Yunah chegou à ilha de Nebula num fim de tarde encoberto, quando o céu parecia pesar sobre o mar, havia escolhido fazer uma viagem de barco, o qual balançava mais do que o seu próprio caos interno. Carregava apenas uma mala pequena e uma pasta fina com alguns documentos essenciais, como se quisesse provar a si mesma que aquela viagem não era definitiva, estava apenas curiosa com a intrigante ilha. Não contou a ninguém seus planos, desde a mãe aos colegas de trabalho. Sabia, por investigações, que o meio-irmão trabalhava em uma floricultura local, a qual pretendia visitar brevemente.
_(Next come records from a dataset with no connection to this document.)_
use axum_extra::extract::cookie::{Cookie, CookieJar, SameSite};
use cookie::time::Duration as CookieDuration;

use crate::workspace::SessionId;

pub const SESSION_COOKIE: &str = "converter_session";

/// Return the browser's session, issuing a fresh cookie if it has none.
///
/// The cookie has no max-age, so it ends with the browser session; the
/// workspace behind it is left to the sweep.
pub fn resolve_session(jar: CookieJar) -> (CookieJar, SessionId) {
    if let Some(session) = existing_session(&jar) {
        return (jar, session);
    }

    let session = SessionId::new();
    let mut cookie = Cookie::new(SESSION_COOKIE, session.to_string());
    cookie.set_path("/");
    cookie.set_http_only(true);
    cookie.set_same_site(SameSite::Lax);

    (jar.add(cookie), session)
}

pub fn existing_session(jar: &CookieJar) -> Option<SessionId> {
    jar.get(SESSION_COOKIE)
        .and_then(|cookie| SessionId::parse(cookie.value()))
}

pub fn clear_session(jar: CookieJar) -> CookieJar {
    let mut removal = Cookie::new(SESSION_COOKIE, "");
    removal.set_path("/");
    removal.set_http_only(true);
    removal.set_same_site(SameSite::Lax);
    removal.set_max_age(CookieDuration::seconds(0));
    jar.remove(removal)
}
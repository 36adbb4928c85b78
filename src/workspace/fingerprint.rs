use std::{io::ErrorKind, path::Path};

/// Weak duplicate key: file name plus byte size, never the content.
///
/// Two different files that share a name and a size compare equal.
#[derive(Debug, Clone, PartialEq, Eq, Hash)]
pub struct Fingerprint {
    name: String,
    size: u64,
}

impl Fingerprint {
    pub fn new(name: impl Into<String>, size: u64) -> Self {
        Self {
            name: name.into(),
            size,
        }
    }

    /// Fingerprint of the file currently at `path`, or `None` if there is no
    /// regular file there. The size is read from disk on every call.
    pub async fn of_file(path: &Path) -> std::io::Result<Option<Self>> {
        let Some(name) = path.file_name() else {
            return Ok(None);
        };

        match tokio::fs::metadata(path).await {
            Ok(metadata) if metadata.is_file() => Ok(Some(Self::new(
                name.to_string_lossy().into_owned(),
                metadata.len(),
            ))),
            Ok(_) => Ok(None),
            Err(err) if err.kind() == ErrorKind::NotFound => Ok(None),
            Err(err) => Err(err),
        }
    }

    pub fn name(&self) -> &str {
        &self.name
    }

    pub fn size(&self) -> u64 {
        self.size
    }
}
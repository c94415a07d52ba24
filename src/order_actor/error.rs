use thiserror::Error;

use crate::actor_framework::FrameworkError;

/// Errors that can occur during order operations.
#[derive(Debug, Clone, Error, PartialEq)]
pub enum OrderError {
    #[error("Order not found: {0}")]
    NotFound(String),
    #[error("Order already exists: {0}")]
    AlreadyExists(String),
    #[error("Order validation error: {0}")]
    ValidationError(String),
    #[error("Order store unavailable: {0}")]
    StorageUnavailable(String),
}

impl From<FrameworkError<OrderError>> for OrderError {
    fn from(err: FrameworkError<OrderError>) -> Self {
        match err {
            FrameworkError::Rejected(err) => err,
            FrameworkError::NotFound(id) => OrderError::NotFound(id),
            FrameworkError::AlreadyExists(id) => OrderError::AlreadyExists(id),
            other => OrderError::StorageUnavailable(other.to_string()),
        }
    }
}
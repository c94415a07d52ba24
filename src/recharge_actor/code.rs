use rand::Rng;

/// Characters a recharge code is drawn from.
pub const CODE_ALPHABET: &[u8] = b"ABCDEFGHIJKLMNOPQRSTUVWXYZ0123456789";

/// Draws a code of `length` characters uniformly from [`CODE_ALPHABET`].
///
/// Uniqueness is not checked here; the card store refuses a code it already
/// holds and the issuer draws again.
pub fn generate_code(length: usize) -> String {
    let mut rng = rand::thread_rng();
    (0..length)
        .map(|_| CODE_ALPHABET[rng.gen_range(0..CODE_ALPHABET.len())] as char)
        .collect()
}
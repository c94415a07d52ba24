//! Cart to paid order: pricing, payment, order and tracking creation.

pub mod attempt;
pub mod error;
mod pipeline;

pub use attempt::{AttemptStatus, CheckoutAttempt};
pub use error::CheckoutError;
pub use pipeline::CheckoutPipeline;
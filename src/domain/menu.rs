use rust_decimal::Decimal;

/// A dish on a restaurant's menu. The catalog's price is authoritative for
/// checkout; cart snapshots are not.
#[derive(Debug, Clone, PartialEq)]
pub struct MenuItem {
    pub id: String,
    pub restaurant_id: String,
    pub name: String,
    pub price: Decimal,
    pub available: bool,
}

/// Payload for adding a dish to a menu.
#[derive(Debug, Clone)]
pub struct MenuItemCreate {
    pub restaurant_id: String,
    pub name: String,
    pub price: Decimal,
}

impl MenuItemCreate {
    pub fn new(restaurant_id: impl Into<String>, name: impl Into<String>, price: Decimal) -> Self {
        Self {
            restaurant_id: restaurant_id.into(),
            name: name.into(),
            price,
        }
    }
}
Nos primeiros dias, caminhou pela ilha com passos medidos, observando tudo com olhos curiosos, mas sem deixar o instinto policial — notando janelas entreabertas, os gatos que pareciam segui-la pelas ruas estreitas, os rostos que se repetiam nas mesmas esquinas. Visitou a floricultura como quem não sabia onde estava entrando. Havia cheiro de lavanda no ar, Sohee estava lá, de costas, organizando algumas flores, Yunah reconheceu o contorno do rosto antes mesmo de vê-lo de frente. Não falou com ele. Apenas observou por segundos longos demais antes de fingir que procurava um presente.
Nos dias seguintes, voltou — às vezes comprando flores pequenas, às vezes apenas para observar o lugar em silêncio, fingindo interesse nos detalhes do caule das flores como se fossem uma nova tendência popular. Havia um aviso constante na vitrine, escrito à mão: "Procura-se caixa", que atraia seus olhos em cada visita. Na terceira visita, ela se ofereceu para o cargo, como quem aceita uma uma tarefa desimportante para ocupar o dia. Disse que estava de passagem, que precisava ocupar o tempo e ganhar algum dinheiro enquanto ficava na cidade.
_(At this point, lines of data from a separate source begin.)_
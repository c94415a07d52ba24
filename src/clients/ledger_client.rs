use rust_decimal::Decimal;
use tracing::{debug, info, instrument};

use crate::actor_framework::ResourceClient;
use crate::domain::{Account, AccountOpen};
use crate::ledger_actor::{LedgerAction, LedgerActionResult, LedgerError};

/// Client for the account ledger.
///
/// Balances only change through [`debit`](Self::debit), [`credit`](Self::credit)
/// and [`refund`](Self::refund); each is one action on the owning account and
/// is therefore atomic with respect to other requests for that account.
#[derive(Clone)]
pub struct LedgerClient {
    inner: ResourceClient<Account>,
}

crate::impl_basic_client!(LedgerClient, Account, LedgerError, account);

impl LedgerClient {
    #[instrument(skip(self))]
    pub async fn open_account(&self, owner_id: String, opening_balance: Decimal) -> Result<String, LedgerError> {
        debug!("Sending request");
        let id = self.inner.insert(owner_id, AccountOpen { opening_balance }).await?;
        info!("Account opened");
        Ok(id)
    }

    /// Current account state; `NotFound` if the owner has no account.
    #[instrument(skip(self))]
    pub async fn get_balance(&self, owner_id: String) -> Result<Account, LedgerError> {
        debug!("Sending request");
        self.inner
            .get(owner_id.clone())
            .await?
            .ok_or(LedgerError::NotFound(owner_id))
    }

    /// Debits `amount` and returns the new balance.
    ///
    /// With a `reference`, the debit can later be returned with [`refund`](Self::refund).
    #[instrument(skip(self))]
    pub async fn debit(
        &self,
        owner_id: String,
        amount: Decimal,
        reference: Option<String>,
    ) -> Result<Decimal, LedgerError> {
        debug!("Sending request");
        match self.inner.perform_action(owner_id, LedgerAction::Debit { amount, reference }).await? {
            LedgerActionResult::Debit { balance } => Ok(balance),
            other => Err(unexpected(other)),
        }
    }

    #[instrument(skip(self))]
    pub async fn credit(&self, owner_id: String, amount: Decimal) -> Result<Decimal, LedgerError> {
        debug!("Sending request");
        match self.inner.perform_action(owner_id, LedgerAction::Credit(amount)).await? {
            LedgerActionResult::Credit { balance } => Ok(balance),
            other => Err(unexpected(other)),
        }
    }

    /// Credits back the debit taken under `reference`. Returns the amount
    /// refunded, which is zero if nothing was held.
    #[instrument(skip(self))]
    pub async fn refund(&self, owner_id: String, reference: String) -> Result<Decimal, LedgerError> {
        debug!("Sending request");
        match self.inner.perform_action(owner_id, LedgerAction::Refund(reference)).await? {
            LedgerActionResult::Refund { amount, .. } => Ok(amount),
            other => Err(unexpected(other)),
        }
    }

    /// Drops the reference of a debit whose order was committed. Returns the
    /// amount that was held.
    #[instrument(skip(self))]
    pub async fn settle(&self, owner_id: String, reference: String) -> Result<Decimal, LedgerError> {
        debug!("Sending request");
        match self.inner.perform_action(owner_id, LedgerAction::Settle(reference)).await? {
            LedgerActionResult::Settle { amount } => Ok(amount),
            other => Err(unexpected(other)),
        }
    }
}

fn unexpected(result: LedgerActionResult) -> LedgerError {
    LedgerError::StorageUnavailable(format!("Unexpected result: {:?}", result))
}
Adaptar-se ao novo trabalho exigiu de Yunah um tipo de esforço diferente daquele que conhecia. Não era o cansaço físico das longas investigações, nem a adrenalina de seguir pistas pelas ruas e estabelecimentos de Busan. Era algo muito mais sutil — a necessidade de desacelerar e falar com as pessoas de forma menos engessada e politizada. No início, sentia-se deslocada atrás do balcão de madeira, entre blocos de notas com pedidos manuscritos, potes de vidro com moedas trocadas e uma agenda antiga com anotações e contatos importantes.
As mãos, acostumadas a manusear armas, documentos, evidências, demoraram a aprender a lidar com delicadeza e a calma do lugar. Quase quebrou dois vasos na primeira semana e esqueceu de registrar pagamentos mais de uma vez. Mas ninguém reclamou. Os colegas de trabalho apenas sorriam e pacientemente explicavam novamente os mesmos processos. Aos poucos, aprendeu a reconhecer as clientes frequentes, ainda não se sentia confiante e segura no novo ambiente e a necessidade de alerta e investigação de pequenos detalhes ainda permaneciam com ela.
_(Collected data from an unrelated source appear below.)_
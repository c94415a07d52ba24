use std::collections::HashMap;
use std::fmt::{self, Debug, Display};
use std::hash::Hash;
use tokio::sync::{mpsc, oneshot};
use tracing::{debug, instrument, warn};

// =============================================================================
// 1. THE ABSTRACTION (Entity trait, actions and rejections)
// =============================================================================

/// Trait that any stored record must implement to be managed by [`ResourceActor`].
///
/// Every mutation beyond create/delete goes through [`Entity::handle_action`],
/// which runs inside the actor's mailbox loop. Requests for the same store are
/// therefore applied one at a time, which is what makes a check-then-write
/// (such as "debit if the balance covers it") atomic.
pub trait Entity: Clone + Send + Sync + 'static {
    type Id: Eq + Hash + Clone + Send + Sync + Display + Debug;
    type CreateParams: Send + Sync + Debug;
    type Action: Send + Sync + Debug;
    type ActionResult: Send + Sync + Debug;
    /// Domain error returned when params or an action are refused.
    type Rejection: Clone + Send + Sync + Debug + Display + 'static;

    /// Short name used in log fields.
    const KIND: &'static str;

    /// Construct the full record from its id and creation parameters.
    fn from_create_params(id: Self::Id, params: Self::CreateParams) -> Result<Self, Self::Rejection>;

    /// Apply a domain-specific mutation.
    ///
    /// The actor applies the action to a copy and only stores it on `Ok`, so a
    /// rejected action never leaves a half-applied record behind.
    fn handle_action(&mut self, action: Self::Action) -> Result<Self::ActionResult, Self::Rejection>;
}

// =============================================================================
// 2. ERRORS AND GENERIC MESSAGES
// =============================================================================

/// Failures of the storage layer itself, plus entity rejections passed through.
#[derive(Debug, Clone, PartialEq)]
pub enum FrameworkError<R> {
    /// The actor's mailbox is closed.
    ActorClosed,
    /// The actor dropped the request without answering.
    ActorDropped,
    /// `create` was sent to a store that only accepts caller-chosen keys.
    NoIdGenerator,
    NotFound(String),
    AlreadyExists(String),
    Rejected(R),
}

impl<R: Display> Display for FrameworkError<R> {
    fn fmt(&self, f: &mut fmt::Formatter<'_>) -> fmt::Result {
        match self {
            FrameworkError::ActorClosed => write!(f, "Actor closed"),
            FrameworkError::ActorDropped => write!(f, "Actor dropped"),
            FrameworkError::NoIdGenerator => write!(f, "Store has no id generator"),
            FrameworkError::NotFound(id) => write!(f, "Item not found: {}", id),
            FrameworkError::AlreadyExists(id) => write!(f, "Item already exists: {}", id),
            FrameworkError::Rejected(reason) => write!(f, "{}", reason),
        }
    }
}

impl<R: Debug + Display> std::error::Error for FrameworkError<R> {}

pub type Response<V, R> = oneshot::Sender<Result<V, FrameworkError<R>>>;

/// Filter used by [`ResourceRequest::Find`].
pub type Predicate<T> = Box<dyn Fn(&T) -> bool + Send + Sync>;

pub enum ResourceRequest<T: Entity> {
    Create {
        params: T::CreateParams,
        respond_to: Response<T::Id, T::Rejection>,
    },
    Insert {
        id: T::Id,
        params: T::CreateParams,
        respond_to: Response<T::Id, T::Rejection>,
    },
    Get {
        id: T::Id,
        respond_to: Response<Option<T>, T::Rejection>,
    },
    Find {
        predicate: Predicate<T>,
        respond_to: Response<Vec<T>, T::Rejection>,
    },
    Delete {
        id: T::Id,
        respond_to: Response<(), T::Rejection>,
    },
    Action {
        id: T::Id,
        action: T::Action,
        respond_to: Response<T::ActionResult, T::Rejection>,
    },
}

// =============================================================================
// 3. THE GENERIC ACTOR SERVER
// =============================================================================

pub struct ResourceActor<T: Entity> {
    receiver: mpsc::Receiver<ResourceRequest<T>>,
    store: HashMap<T::Id, T>,
    next_id_fn: Option<Box<dyn Fn() -> T::Id + Send + Sync>>,
}

impl<T: Entity> ResourceActor<T> {
    /// Store whose records get ids from `next_id_fn` on `create`.
    pub fn new(
        buffer_size: usize,
        next_id_fn: impl Fn() -> T::Id + Send + Sync + 'static,
    ) -> (Self, ResourceClient<T>) {
        Self::build(buffer_size, Some(Box::new(next_id_fn)))
    }

    /// Store keyed by caller-chosen ids; only `insert` adds records.
    pub fn keyed(buffer_size: usize) -> (Self, ResourceClient<T>) {
        Self::build(buffer_size, None)
    }

    fn build(
        buffer_size: usize,
        next_id_fn: Option<Box<dyn Fn() -> T::Id + Send + Sync>>,
    ) -> (Self, ResourceClient<T>) {
        let (sender, receiver) = mpsc::channel(buffer_size);
        let actor = Self {
            receiver,
            store: HashMap::new(),
            next_id_fn,
        };
        (actor, ResourceClient::new(sender))
    }

    /// Main actor loop. Ends when every client has been dropped.
    #[instrument(name = "resource_actor", fields(kind = T::KIND), skip(self))]
    pub async fn run(mut self) {
        debug!("Actor starting");
        while let Some(msg) = self.receiver.recv().await {
            match msg {
                ResourceRequest::Create { params, respond_to } => {
                    let result = match self.next_id_fn.as_ref().map(|next_id| next_id()) {
                        Some(id) => self.handle_insert(id, params),
                        None => Err(FrameworkError::NoIdGenerator),
                    };
                    let _ = respond_to.send(result);
                }
                ResourceRequest::Insert { id, params, respond_to } => {
                    let _ = respond_to.send(self.handle_insert(id, params));
                }
                ResourceRequest::Get { id, respond_to } => {
                    let _ = respond_to.send(Ok(self.store.get(&id).cloned()));
                }
                ResourceRequest::Find { predicate, respond_to } => {
                    let found = self.store.values().filter(|item| predicate(item)).cloned().collect();
                    let _ = respond_to.send(Ok(found));
                }
                ResourceRequest::Delete { id, respond_to } => {
                    let result = match self.store.remove(&id) {
                        Some(_) => Ok(()),
                        None => Err(FrameworkError::NotFound(id.to_string())),
                    };
                    let _ = respond_to.send(result);
                }
                ResourceRequest::Action { id, action, respond_to } => {
                    let _ = respond_to.send(self.handle_action(id, action));
                }
            }
        }
        debug!(records = self.store.len(), "Actor stopped");
    }

    fn handle_insert(&mut self, id: T::Id, params: T::CreateParams) -> Result<T::Id, FrameworkError<T::Rejection>> {
        if self.store.contains_key(&id) {
            debug!(id = %id, "Insert refused, key taken");
            return Err(FrameworkError::AlreadyExists(id.to_string()));
        }
        let item = T::from_create_params(id.clone(), params).map_err(FrameworkError::Rejected)?;
        self.store.insert(id.clone(), item);
        Ok(id)
    }

    fn handle_action(&mut self, id: T::Id, action: T::Action) -> Result<T::ActionResult, FrameworkError<T::Rejection>> {
        let Some(current) = self.store.get_mut(&id) else {
            return Err(FrameworkError::NotFound(id.to_string()));
        };
        let mut draft = current.clone();
        match draft.handle_action(action) {
            Ok(result) => {
                *current = draft;
                Ok(result)
            }
            Err(rejection) => {
                warn!(id = %id, reason = %rejection, "Action rejected");
                Err(FrameworkError::Rejected(rejection))
            }
        }
    }
}

// =============================================================================
// 4. THE GENERIC CLIENT
// =============================================================================

pub struct ResourceClient<T: Entity> {
    sender: mpsc::Sender<ResourceRequest<T>>,
}

// Derive would demand `T: Clone` on the phantom side; the sender is all we copy.
impl<T: Entity> Clone for ResourceClient<T> {
    fn clone(&self) -> Self {
        Self { sender: self.sender.clone() }
    }
}

impl<T: Entity> ResourceClient<T> {
    pub(crate) fn new(sender: mpsc::Sender<ResourceRequest<T>>) -> Self {
        Self { sender }
    }

    async fn request<V>(
        &self,
        build: impl FnOnce(Response<V, T::Rejection>) -> ResourceRequest<T>,
    ) -> Result<V, FrameworkError<T::Rejection>> {
        let (respond_to, response) = oneshot::channel();
        self.sender
            .send(build(respond_to))
            .await
            .map_err(|_| FrameworkError::ActorClosed)?;
        response.await.map_err(|_| FrameworkError::ActorDropped)?
    }

    pub async fn create(&self, params: T::CreateParams) -> Result<T::Id, FrameworkError<T::Rejection>> {
        self.request(|respond_to| ResourceRequest::Create { params, respond_to }).await
    }

    pub async fn insert(&self, id: T::Id, params: T::CreateParams) -> Result<T::Id, FrameworkError<T::Rejection>> {
        self.request(|respond_to| ResourceRequest::Insert { id, params, respond_to }).await
    }

    pub async fn get(&self, id: T::Id) -> Result<Option<T>, FrameworkError<T::Rejection>> {
        self.request(|respond_to| ResourceRequest::Get { id, respond_to }).await
    }

    pub async fn find(
        &self,
        predicate: impl Fn(&T) -> bool + Send + Sync + 'static,
    ) -> Result<Vec<T>, FrameworkError<T::Rejection>> {
        let predicate: Predicate<T> = Box::new(predicate);
        self.request(|respond_to| ResourceRequest::Find { predicate, respond_to }).await
    }

    pub async fn delete(&self, id: T::Id) -> Result<(), FrameworkError<T::Rejection>> {
        self.request(|respond_to| ResourceRequest::Delete { id, respond_to }).await
    }

    pub async fn perform_action(
        &self,
        id: T::Id,
        action: T::Action,
    ) -> Result<T::ActionResult, FrameworkError<T::Rejection>> {
        self.request(|respond_to| ResourceRequest::Action { id, action, respond_to }).await
    }
}

// =============================================================================
// 5. EXAMPLE USAGE (Test)
// =============================================================================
Havia uma calma estranha em tudo aquilo, uma rotina que não pedia muito esforço. Ainda assim, Yunah permanecia alerta. Sabia que estava ali por um motivo — e embora evitasse pensar demais nisso, seguia a presença do irmão como uma sombra onipresente, silenciosa na loja. Yunah não falava muito, nem com ele, nem com os colegas, mantendo uma simpatia cometida e controlada.
Com o novo trabalho e uma nova rotina e o pensamento de uma visita curta a cidade caindo no fundo mais esquecido de sua mente e Yunah se viu na necessidade de também encontrar um novo lugar para se alocar, mais perto do trabalho e buscando se afastar dos fantasmas que pareciam a assombrar ainda mais no m(h)otel onde estava hospedada na ilha, se envolvendo cada vez mais na pacata vida local.